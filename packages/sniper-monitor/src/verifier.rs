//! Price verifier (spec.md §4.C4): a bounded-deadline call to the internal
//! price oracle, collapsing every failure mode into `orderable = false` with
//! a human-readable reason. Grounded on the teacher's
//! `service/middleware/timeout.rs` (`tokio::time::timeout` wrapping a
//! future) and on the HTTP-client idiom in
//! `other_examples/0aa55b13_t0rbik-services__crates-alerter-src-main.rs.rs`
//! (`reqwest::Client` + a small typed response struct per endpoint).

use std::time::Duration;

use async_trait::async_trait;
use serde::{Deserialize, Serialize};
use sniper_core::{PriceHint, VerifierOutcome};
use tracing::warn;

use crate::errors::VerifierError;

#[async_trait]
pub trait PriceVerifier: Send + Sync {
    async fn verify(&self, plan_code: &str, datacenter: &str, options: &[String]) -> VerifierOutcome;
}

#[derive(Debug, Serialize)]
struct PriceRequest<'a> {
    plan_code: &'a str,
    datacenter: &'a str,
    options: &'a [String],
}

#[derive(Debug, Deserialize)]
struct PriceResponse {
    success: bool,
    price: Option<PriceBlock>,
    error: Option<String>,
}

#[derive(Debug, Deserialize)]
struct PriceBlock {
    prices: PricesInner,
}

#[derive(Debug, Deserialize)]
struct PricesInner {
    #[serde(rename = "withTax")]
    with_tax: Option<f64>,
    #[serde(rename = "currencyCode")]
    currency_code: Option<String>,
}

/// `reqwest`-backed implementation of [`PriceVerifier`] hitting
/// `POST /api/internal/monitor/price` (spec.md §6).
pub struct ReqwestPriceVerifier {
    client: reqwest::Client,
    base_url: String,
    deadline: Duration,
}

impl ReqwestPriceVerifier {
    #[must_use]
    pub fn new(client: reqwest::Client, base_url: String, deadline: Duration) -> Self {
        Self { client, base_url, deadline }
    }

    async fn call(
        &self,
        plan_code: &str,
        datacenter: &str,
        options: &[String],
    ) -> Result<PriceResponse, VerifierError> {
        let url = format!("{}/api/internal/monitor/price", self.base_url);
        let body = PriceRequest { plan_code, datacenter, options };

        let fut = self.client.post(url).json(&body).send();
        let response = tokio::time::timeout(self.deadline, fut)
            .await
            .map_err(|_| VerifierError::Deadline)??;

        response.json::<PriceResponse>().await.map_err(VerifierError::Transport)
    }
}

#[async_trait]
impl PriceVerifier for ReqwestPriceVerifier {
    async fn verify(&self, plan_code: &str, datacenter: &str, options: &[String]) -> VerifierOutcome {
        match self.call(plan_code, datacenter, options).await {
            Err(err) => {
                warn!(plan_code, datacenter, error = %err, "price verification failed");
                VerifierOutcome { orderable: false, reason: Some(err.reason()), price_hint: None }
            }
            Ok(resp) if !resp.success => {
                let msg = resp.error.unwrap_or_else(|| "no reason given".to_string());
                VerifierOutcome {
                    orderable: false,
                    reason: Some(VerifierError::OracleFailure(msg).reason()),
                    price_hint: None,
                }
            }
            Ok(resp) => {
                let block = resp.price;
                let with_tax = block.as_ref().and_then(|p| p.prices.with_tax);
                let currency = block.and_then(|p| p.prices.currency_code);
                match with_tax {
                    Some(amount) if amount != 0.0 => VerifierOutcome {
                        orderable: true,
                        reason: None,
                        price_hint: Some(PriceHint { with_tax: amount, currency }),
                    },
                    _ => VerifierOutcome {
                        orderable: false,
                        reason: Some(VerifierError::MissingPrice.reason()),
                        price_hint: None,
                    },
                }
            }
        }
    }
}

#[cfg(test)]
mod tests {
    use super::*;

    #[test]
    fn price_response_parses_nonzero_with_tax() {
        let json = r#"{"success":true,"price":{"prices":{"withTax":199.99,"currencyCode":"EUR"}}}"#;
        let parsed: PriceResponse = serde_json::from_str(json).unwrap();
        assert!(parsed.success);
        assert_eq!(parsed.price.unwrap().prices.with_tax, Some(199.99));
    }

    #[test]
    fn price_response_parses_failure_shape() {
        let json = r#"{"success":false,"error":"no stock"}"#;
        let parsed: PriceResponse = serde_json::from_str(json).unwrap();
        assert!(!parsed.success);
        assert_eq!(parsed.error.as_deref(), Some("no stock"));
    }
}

= = = = =

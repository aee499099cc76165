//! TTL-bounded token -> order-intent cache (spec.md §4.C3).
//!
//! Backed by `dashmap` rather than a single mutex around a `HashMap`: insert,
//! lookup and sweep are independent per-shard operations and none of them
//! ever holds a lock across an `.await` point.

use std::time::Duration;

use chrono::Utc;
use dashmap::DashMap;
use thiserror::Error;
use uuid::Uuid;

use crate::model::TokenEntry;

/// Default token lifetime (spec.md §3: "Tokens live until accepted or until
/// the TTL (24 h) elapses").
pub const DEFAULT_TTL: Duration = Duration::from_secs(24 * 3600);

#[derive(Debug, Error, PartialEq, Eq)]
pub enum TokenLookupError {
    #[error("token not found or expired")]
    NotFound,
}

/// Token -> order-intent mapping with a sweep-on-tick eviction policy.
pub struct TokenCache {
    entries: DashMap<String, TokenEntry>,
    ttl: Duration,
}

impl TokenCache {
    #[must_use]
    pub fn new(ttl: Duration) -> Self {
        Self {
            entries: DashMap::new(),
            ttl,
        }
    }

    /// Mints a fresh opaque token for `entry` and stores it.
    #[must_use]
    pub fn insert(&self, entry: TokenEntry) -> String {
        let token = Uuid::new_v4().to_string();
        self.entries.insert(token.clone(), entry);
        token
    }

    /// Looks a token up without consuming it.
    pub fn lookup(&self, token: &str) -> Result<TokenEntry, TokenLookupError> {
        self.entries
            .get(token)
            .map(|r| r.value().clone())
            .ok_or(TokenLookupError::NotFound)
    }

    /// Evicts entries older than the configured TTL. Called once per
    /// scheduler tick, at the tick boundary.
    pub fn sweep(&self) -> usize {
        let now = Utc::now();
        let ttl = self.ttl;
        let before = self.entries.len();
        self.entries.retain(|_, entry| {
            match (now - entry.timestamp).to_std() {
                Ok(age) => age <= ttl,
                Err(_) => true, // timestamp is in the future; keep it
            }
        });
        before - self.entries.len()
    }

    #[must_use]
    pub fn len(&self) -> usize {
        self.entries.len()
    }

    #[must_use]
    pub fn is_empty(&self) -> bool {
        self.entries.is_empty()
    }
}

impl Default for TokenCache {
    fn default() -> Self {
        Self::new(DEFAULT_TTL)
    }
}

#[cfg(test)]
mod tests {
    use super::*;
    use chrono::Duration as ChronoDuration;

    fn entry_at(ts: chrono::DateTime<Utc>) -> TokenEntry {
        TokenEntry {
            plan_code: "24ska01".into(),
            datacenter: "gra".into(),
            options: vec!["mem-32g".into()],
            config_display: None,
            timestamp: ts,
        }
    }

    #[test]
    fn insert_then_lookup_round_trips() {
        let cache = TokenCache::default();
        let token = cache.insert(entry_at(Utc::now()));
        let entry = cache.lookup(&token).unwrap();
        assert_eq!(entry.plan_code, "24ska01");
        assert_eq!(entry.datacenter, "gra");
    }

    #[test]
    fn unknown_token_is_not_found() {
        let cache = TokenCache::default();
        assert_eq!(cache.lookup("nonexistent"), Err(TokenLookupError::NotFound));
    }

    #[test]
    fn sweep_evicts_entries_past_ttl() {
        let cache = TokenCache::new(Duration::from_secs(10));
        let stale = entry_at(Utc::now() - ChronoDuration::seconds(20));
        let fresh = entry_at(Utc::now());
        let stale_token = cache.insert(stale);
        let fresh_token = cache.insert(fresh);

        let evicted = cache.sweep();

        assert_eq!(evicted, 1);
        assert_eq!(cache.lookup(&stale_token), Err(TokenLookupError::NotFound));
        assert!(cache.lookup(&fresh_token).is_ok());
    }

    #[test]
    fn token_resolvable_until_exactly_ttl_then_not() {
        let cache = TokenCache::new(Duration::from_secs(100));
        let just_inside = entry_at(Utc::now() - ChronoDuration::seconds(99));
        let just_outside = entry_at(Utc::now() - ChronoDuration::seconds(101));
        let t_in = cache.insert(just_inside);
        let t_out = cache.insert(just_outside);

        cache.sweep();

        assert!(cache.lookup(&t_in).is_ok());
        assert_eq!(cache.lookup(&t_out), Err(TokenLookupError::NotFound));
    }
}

= = = = =

Return a copy of each line in the records above that has "intent" in it.

//! TTL-bounded token -> order-intent cache (spec.md §4.C3).
/// Token -> order-intent mapping with a sweep-on-tick eviction policy.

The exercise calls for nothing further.